Полная версия
The Harvester
The Harvester began to perspire as he strode down the hill. He scarcely waited to hang the harness properly. He did not stop to unload the wagon until night, but went after an ax and a board that he split into pegs. Then he took a ball of twine, a measuring line, and began laying out his foundation, when the hard earth would scarcely hold the stakes he drove into it. When he found he only would waste time in digging he put away the neatly washed kettles, peeled the spice brush, spread it to dry, and prepared his dinner. After that he began hauling stone and cement for his basement floor and foundation walls. Occasionally he helped at hewing logs when the old man paused to rest. That afternoon the first robin of the season hailed him in passing.
"Hello!" cried the Harvester. "You don't mean to tell me that you have beaten the larks! You really have! Well since I see it, I must believe, but you are early. Come around to the back door if crumbs or wheat will do or if you can make out on suet and meat bones! We are good and ready for you. Where is your mate? For any sake, don't tell me you don't know. One case of that kind at Medicine Woods is enough. Say you came ahead to see if it is too cold or to select a home and get ready for her. Say anything on earth except that you love her, and want her until your body is one quivering ache, and you don't know where she is."
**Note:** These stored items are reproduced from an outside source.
//! Printable snapshot of one week: a single landscape page holding a
//! 7 × 6 table (day, morning, midday, snack, evening, remarks).

use crate::calendar;
use crate::day::DayName;
use crate::week::WeekSchedule;
use chrono::NaiveDate;
use std::io::Write;
use std::path::{Path, PathBuf};
use tempfile::NamedTempFile;
use thiserror::Error;
use tracing::{debug, error};

pub mod layout;
pub mod pdf;
pub mod theme;

pub use layout::{CellBox, PageGeometry, TableLayout};
pub use theme::{ReportTheme, RgbColor};

pub const COLUMN_COUNT: usize = 6;
pub const REMARKS_COLUMN: usize = 5;
pub const HEADERS: [&str; COLUMN_COUNT] =
    ["Jour", "Matin", "Midi", "Goûter (16h)", "Soir", "Remarques"];

#[derive(Debug, Error)]
pub enum RenderError {
    #[error("layout failed: {0}")]
    Layout(String),
    #[error("pdf assembly failed: {0}")]
    Pdf(#[from] printpdf::Error),
    #[error("io error: {0}")]
    Io(#[from] std::io::Error),
}

/// Cell text per row, each cell a list of lines. Unset fields give no lines.
#[derive(Debug, Clone, PartialEq, Eq)]
pub struct ReportRow {
    pub day: DayName,
    pub cells: [Vec<String>; COLUMN_COUNT],
}

#[derive(Debug, Clone, PartialEq, Eq)]
pub struct ReportTable {
    pub title: String,
    pub headers: [&'static str; COLUMN_COUNT],
    pub rows: Vec<ReportRow>,
}

fn single(value: &str) -> Vec<String> {
    let value = value.trim();
    if value.is_empty() {
        Vec::new()
    } else {
        vec![value.to_string()]
    }
}

impl ReportTable {
    /// Always seven rows, Monday first, whether or not anything was entered.
    pub fn from_week(schedule: &WeekSchedule) -> Self {
        let rows = schedule
            .iter()
            .map(|(day, entry)| ReportRow {
                day,
                cells: [
                    vec![day.as_str().to_string()],
                    single(&entry.morning),
                    entry
                        .midday_parts()
                        .into_iter()
                        .map(str::to_string)
                        .collect(),
                    single(&entry.snack),
                    single(&entry.evening),
                    single(&entry.remarks),
                ],
            })
            .collect();
        Self {
            title: format!(
                "Suivi alimentaire - {}",
                calendar::format_week_range(schedule.week_start())
            ),
            headers: HEADERS,
            rows,
        }
    }
}

pub fn report_file_name(week_start: NaiveDate) -> String {
    format!("suivi-alimentaire-{}.pdf", calendar::week_key(week_start))
}

pub fn layout_week(
    schedule: &WeekSchedule,
    theme: &ReportTheme,
    page: PageGeometry,
) -> Result<TableLayout, RenderError> {
    layout::layout(&ReportTable::from_week(schedule), theme, page)
}

/// The week as PDF bytes on an A4 landscape page.
pub fn render_pdf(schedule: &WeekSchedule) -> Result<Vec<u8>, RenderError> {
    render_pdf_with(schedule, &ReportTheme::default(), PageGeometry::A4_LANDSCAPE)
}

pub fn render_pdf_with(
    schedule: &WeekSchedule,
    theme: &ReportTheme,
    page: PageGeometry,
) -> Result<Vec<u8>, RenderError> {
    let layout = layout_week(schedule, theme, page)?;
    debug!(
        target: "food_tracker::report",
        week = %schedule.key(),
        scale = layout.scale,
        "table laid out"
    );
    pdf::render(&layout, theme)
}

/// Writes `suivi-alimentaire-<week>.pdf` into `dir` and returns its path.
///
/// The document goes to a temporary file first and is renamed into place
/// only once complete, so a failure never leaves a partial file behind.
pub fn export_pdf(schedule: &WeekSchedule, dir: &Path) -> Result<PathBuf, RenderError> {
    export_pdf_with(schedule, dir, &ReportTheme::default(), PageGeometry::A4_LANDSCAPE)
}

pub fn export_pdf_with(
    schedule: &WeekSchedule,
    dir: &Path,
    theme: &ReportTheme,
    page: PageGeometry,
) -> Result<PathBuf, RenderError> {
    let result = write_pdf(schedule, dir, theme, page);
    if let Err(err) = &result {
        error!(target: "food_tracker::report", week = %schedule.key(), error = %err, "pdf export failed");
    }
    result
}

fn write_pdf(
    schedule: &WeekSchedule,
    dir: &Path,
    theme: &ReportTheme,
    page: PageGeometry,
) -> Result<PathBuf, RenderError> {
    let bytes = render_pdf_with(schedule, theme, page)?;
    let target = dir.join(report_file_name(schedule.week_start()));
    let mut tmp = NamedTempFile::new_in(dir)?;
    tmp.write_all(&bytes)?;
    tmp.flush()?;
    tmp.persist(&target).map_err(|err| err.error)?;
    Ok(target)
}
//! Bridge between an in-memory [`WeekSchedule`] and the `food_tracker` table.
//!
//! The adapter never panics and never lets a store fault escape where the
//! caller expects a plain answer: writes report `bool`, listings come back
//! empty, existence checks come back `false`. Loads are the exception and
//! surface the fault when no cached copy can stand in for the remote one.

use crate::calendar;
use crate::persistence::{
    DayRecord, LocalCache, PersistenceError, PersistenceResult, WeekTable, fold_records,
    records_for,
};
use crate::week::WeekSchedule;
use chrono::{NaiveDate, Utc};
use tracing::{debug, warn};

/// Where a loaded schedule came from.
#[derive(Debug, Clone, Copy, PartialEq, Eq)]
pub enum WeekSource {
    Remote,
    Cache,
}

#[derive(Debug, Clone, PartialEq, Eq)]
pub struct LoadedWeek {
    pub schedule: WeekSchedule,
    pub source: WeekSource,
}

pub struct WeekStoreAdapter {
    table: Option<Box<dyn WeekTable>>,
    cache: LocalCache,
}

impl WeekStoreAdapter {
    pub fn new(table: Option<Box<dyn WeekTable>>, cache: LocalCache) -> Self {
        Self { table, cache }
    }

    /// Cache-only adapter; every remote operation degrades.
    pub fn offline(cache: LocalCache) -> Self {
        Self::new(None, cache)
    }

    pub fn is_configured(&self) -> bool {
        self.table.is_some()
    }

    pub fn cache(&self) -> &LocalCache {
        &self.cache
    }

    pub fn describe(&self) -> String {
        match &self.table {
            Some(table) => table.describe(),
            None => "local cache only".to_string(),
        }
    }

    fn table(&self, operation: &str) -> Option<&dyn WeekTable> {
        let table = self.table.as_deref();
        if table.is_none() {
            warn!(target: "food_tracker::store", operation, "remote store not configured");
        }
        table
    }

    fn refresh_cache(&self, schedule: &WeekSchedule) {
        if let Err(err) = self.cache.write(schedule) {
            warn!(target: "food_tracker::cache", week = %schedule.key(), error = %err, "cache refresh failed");
        }
    }

    fn cached(&self, week_start: NaiveDate) -> Option<LoadedWeek> {
        self.cache.read(week_start).map(|schedule| LoadedWeek {
            schedule,
            source: WeekSource::Cache,
        })
    }

    /// Remote rows folded into a schedule, `Ok(None)` when the week has none.
    ///
    /// On a remote fault the cached snapshot of the same week is served. The
    /// fault is returned only when no snapshot exists.
    pub async fn load_week(&self, week_start: NaiveDate) -> PersistenceResult<Option<LoadedWeek>> {
        let week_start = calendar::week_start_of(week_start);
        let week = calendar::week_key(week_start);
        let Some(table) = self.table("load_week") else {
            return Ok(self.cached(week_start));
        };

        let fetched = match table.select_week(week_start).await {
            Ok(records) if records.is_empty() => return Ok(None),
            Ok(records) => fold_records(week_start, records),
            Err(err) => Err(err),
        };

        match fetched {
            Ok(schedule) => {
                debug!(target: "food_tracker::store", %week, "week loaded from remote");
                self.refresh_cache(&schedule);
                Ok(Some(LoadedWeek {
                    schedule,
                    source: WeekSource::Remote,
                }))
            }
            Err(err) => match self.cached(week_start) {
                Some(loaded) => {
                    warn!(target: "food_tracker::store", %week, error = %err, "remote load failed, serving cached copy");
                    Ok(Some(loaded))
                }
                None => {
                    warn!(target: "food_tracker::store", %week, error = %err, "remote load failed, no cached copy");
                    Err(err)
                }
            },
        }
    }

    /// Upserts all seven rows in one call.
    pub async fn save_week(&self, schedule: &WeekSchedule) -> bool {
        let Some(table) = self.table("save_week") else {
            return false;
        };
        let now = Utc::now();
        let records: Vec<DayRecord> = records_for(schedule)
            .into_iter()
            .map(|record| record.stamped(now))
            .collect();

        match table.upsert(&records).await {
            Ok(()) => {
                debug!(target: "food_tracker::store", week = %schedule.key(), "week saved");
                self.refresh_cache(schedule);
                true
            }
            Err(err) => {
                warn!(target: "food_tracker::store", week = %schedule.key(), error = %err, "save_week failed");
                false
            }
        }
    }

    /// Single-row upsert on the same `(week_start, day_name)` key.
    pub async fn save_day(&self, record: &DayRecord) -> bool {
        let Some(table) = self.table("save_day") else {
            return false;
        };
        let record = DayRecord::new(record.week_start, record.day_name, record.entry.clone())
            .stamped(Utc::now());
        let week_start = record.week_start;

        match table.upsert(std::slice::from_ref(&record)).await {
            Ok(()) => {
                let mut cached = self
                    .cache
                    .read(week_start)
                    .unwrap_or_else(|| WeekSchedule::empty(week_start));
                cached.set_day(record.day_name, record.entry);
                self.refresh_cache(&cached);
                true
            }
            Err(err) => {
                warn!(
                    target: "food_tracker::store",
                    week = %calendar::week_key(week_start),
                    day = %record.day_name,
                    error = %err,
                    "save_day failed"
                );
                false
            }
        }
    }

    pub async fn week_exists(&self, week_start: NaiveDate) -> bool {
        match self.check_week(week_start).await {
            Ok(exists) => exists,
            Err(err) => {
                warn!(
                    target: "food_tracker::store",
                    week = %calendar::week_key(week_start),
                    error = %err,
                    "week_exists failed"
                );
                false
            }
        }
    }

    /// Existence check that keeps "absent" apart from "could not ask".
    /// An unconfigured store is `Err(NotConfigured)`.
    pub async fn check_week(&self, week_start: NaiveDate) -> PersistenceResult<bool> {
        let table = self.table.as_deref().ok_or(PersistenceError::NotConfigured)?;
        table.has_week(calendar::week_start_of(week_start)).await
    }

    /// Deletes every row of the week, then its cached snapshot.
    ///
    /// An unconfigured or unreachable store is an error, never a silent
    /// success.
    pub async fn reset_week(&self, week_start: NaiveDate) -> PersistenceResult<()> {
        let week_start = calendar::week_start_of(week_start);
        let Some(table) = self.table("reset_week") else {
            return Err(PersistenceError::NotConfigured);
        };
        if let Err(err) = table.delete_week(week_start).await {
            warn!(
                target: "food_tracker::store",
                week = %calendar::week_key(week_start),
                error = %err,
                "reset_week failed"
            );
            return Err(err);
        }
        if let Err(err) = self.cache.remove(week_start) {
            warn!(target: "food_tracker::cache", error = %err, "cache entry not removed");
        }
        Ok(())
    }

    /// Distinct stored week keys, most recent first. Empty on any fault.
    pub async fn list_week_keys(&self) -> Vec<NaiveDate> {
        let Some(table) = self.table("list_week_keys") else {
            return Vec::new();
        };
        match table.week_starts().await {
            Ok(mut keys) => {
                keys.sort_unstable_by(|a, b| b.cmp(a));
                keys.dedup();
                keys
            }
            Err(err) => {
                warn!(target: "food_tracker::store", error = %err, "list_week_keys failed");
                Vec::new()
            }
        }
    }
}
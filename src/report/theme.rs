/// RGB components in `0.0..=1.0`.
#[derive(Debug, Clone, Copy, PartialEq)]
pub struct RgbColor {
    pub r: f32,
    pub g: f32,
    pub b: f32,
}

impl RgbColor {
    pub const fn from_hex(hex: u32) -> Self {
        Self {
            r: ((hex >> 16) & 0xff) as f32 / 255.0,
            g: ((hex >> 8) & 0xff) as f32 / 255.0,
            b: (hex & 0xff) as f32 / 255.0,
        }
    }
}

/// Print styling, independent of anything shown on screen. Sizes are in
/// points for fonts and millimetres otherwise.
#[derive(Debug, Clone, PartialEq)]
pub struct ReportTheme {
    pub header_background: RgbColor,
    pub header_text: RgbColor,
    pub body_text: RgbColor,
    pub border: RgbColor,
    pub border_thickness: f32,
    pub title_size: f32,
    pub header_font_size: f32,
    pub body_font_size: f32,
    pub line_spacing: f32,
    pub cell_padding_x: f32,
    pub cell_padding_y: f32,
    pub remarks_min_width: f32,
    /// Vertical room reserved above the table for the title.
    pub title_block: f32,
}

impl Default for ReportTheme {
    fn default() -> Self {
        Self {
            header_background: RgbColor::from_hex(0x4a90e2),
            header_text: RgbColor::from_hex(0xffffff),
            body_text: RgbColor::from_hex(0x333333),
            border: RgbColor::from_hex(0xdddddd),
            border_thickness: 0.5,
            title_size: 14.0,
            header_font_size: 10.0,
            body_font_size: 9.0,
            line_spacing: 1.3,
            cell_padding_x: 2.0,
            cell_padding_y: 1.5,
            remarks_min_width: 45.0,
            title_block: 12.0,
        }
    }
}
use chrono::NaiveDate;
use food_tracker::options::{VEGETABLES, is_allowed, resolve_option};
use food_tracker::{DayEntry, DayName, MealField, WeekSchedule};

fn d(y: i32, m: u32, d: u32) -> NaiveDate {
    NaiveDate::from_ymd_opt(y, m, d).unwrap()
}

#[test]
fn empty_week_has_seven_blank_days_keyed_by_monday() {
    let week = WeekSchedule::empty(d(2024, 6, 7));
    assert_eq!(week.week_start(), d(2024, 6, 3));
    assert_eq!(week.key(), "2024-06-03");
    let days: Vec<DayName> = week.iter().map(|(day, _)| day).collect();
    assert_eq!(days, DayName::ALL.to_vec());
    assert!(week.is_blank());
    assert_eq!(week.filled_days(), 0);
}

#[test]
fn setting_a_field_touches_only_that_day() {
    let mut week = WeekSchedule::empty(d(2024, 6, 3));
    week.set(DayName::Tuesday, MealField::Vegetable, "Carottes");
    assert_eq!(week.get(DayName::Tuesday, MealField::Vegetable), "Carottes");
    assert_eq!(week.get(DayName::Monday, MealField::Vegetable), "");
    assert_eq!(week.filled_days(), 1);
}

#[test]
fn day_names_parse_french_and_english() {
    assert_eq!("Mardi".parse::<DayName>().unwrap(), DayName::Tuesday);
    assert_eq!("sunday".parse::<DayName>().unwrap(), DayName::Sunday);
    assert_eq!("WED".parse::<DayName>().unwrap(), DayName::Wednesday);
    assert!("someday".parse::<DayName>().is_err());
    assert_eq!(DayName::Monday.order(), 1);
    assert_eq!(DayName::from_order(7), Some(DayName::Sunday));
    assert_eq!(DayName::from_order(8), None);
}

#[test]
fn day_names_serialize_as_stored_french_names() {
    let json = serde_json::to_string(&DayName::Wednesday).unwrap();
    assert_eq!(json, "\"Mercredi\"");
}

#[test]
fn null_columns_deserialize_as_empty_strings() {
    let entry: DayEntry =
        serde_json::from_str(r#"{"morning": null, "vegetable": "Carottes"}"#).unwrap();
    assert_eq!(entry.morning, "");
    assert_eq!(entry.vegetable, "Carottes");
    assert_eq!(entry.remarks, "");
}

#[test]
fn midday_parts_skip_unset_fields() {
    let mut entry = DayEntry::default();
    entry.vegetable = "Courgettes".into();
    entry.fruit_lunch = "Poire".into();
    assert_eq!(entry.midday_parts(), vec!["Courgettes", "Poire"]);
}

#[test]
fn snapshot_json_fills_missing_days() {
    let json = r#"{"week_start": "2024-06-05", "days": {"Lundi": {"vegetable": "Carottes"}}}"#;
    let week: WeekSchedule = serde_json::from_str(json).unwrap();
    assert_eq!(week.week_start(), d(2024, 6, 3));
    assert_eq!(week.get(DayName::Monday, MealField::Vegetable), "Carottes");
    assert!(week.day(DayName::Sunday).is_blank());
}

#[test]
fn catalog_fields_reject_unknown_values() {
    assert!(is_allowed(MealField::Vegetable, "Carottes"));
    assert!(!is_allowed(MealField::Vegetable, "Choux"));
    assert!(is_allowed(MealField::Vegetable, ""));
    assert!(is_allowed(MealField::Remarks, "anything at all"));
}

#[test]
fn options_resolve_by_index_and_prefix() {
    assert_eq!(
        resolve_option(MealField::Vegetable, "1"),
        Some(VEGETABLES[0].to_string())
    );
    assert_eq!(
        resolve_option(MealField::Vegetable, "brOc"),
        Some("Brocolis".to_string())
    );
    // ambiguous prefix
    assert_eq!(resolve_option(MealField::Protein, "10g"), None);
    assert_eq!(resolve_option(MealField::Vegetable, "99"), None);
    assert_eq!(
        resolve_option(MealField::Remarks, " a bien mangé "),
        Some("a bien mangé".to_string())
    );
}
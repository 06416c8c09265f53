pub mod adapter;
pub mod calendar;
pub mod config;
pub mod controller;
pub mod day;
pub mod guidance;
pub mod options;
pub mod persistence;
pub mod report;
pub mod week;

pub use adapter::{LoadedWeek, WeekSource, WeekStoreAdapter};
pub use config::{RemoteConfig, StoreConfig};
pub use controller::{FormError, WeekForm, WeekStatus};
pub use day::{DayEntry, DayName, MealField};
pub use persistence::{
    DayRecord, LocalCache, PersistenceError, PersistenceResult, WeekTable, load_week_from_csv,
    load_week_from_json, save_week_to_csv, save_week_to_json,
};
pub use report::{RenderError, ReportTable, export_pdf, render_pdf};
pub use week::WeekSchedule;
CHAPTER IV. A COMMISSION FOR THE SOUTH WIND
The next morning the larks trailed ecstasy all over the valley, the following day cuckoos were calling in the thickets, a warm wind swept from the south and set swollen buds bursting, while the sun shone, causing the Harvester to rejoice. Betsy's white coat was splashed with the mud of the valley road; the feet of Belshazzar left tracks over lumber piles; and the Harvester removed his muck-covered shoes at the door and wore slippers inside. The skunk cabbage appeared around the edge of the forest, rank mullein and thistles lay over the fields in big circles of green, and even plants of delicate growth were thrusting their heads through mellowing earth and dead leaves, to reach light and air.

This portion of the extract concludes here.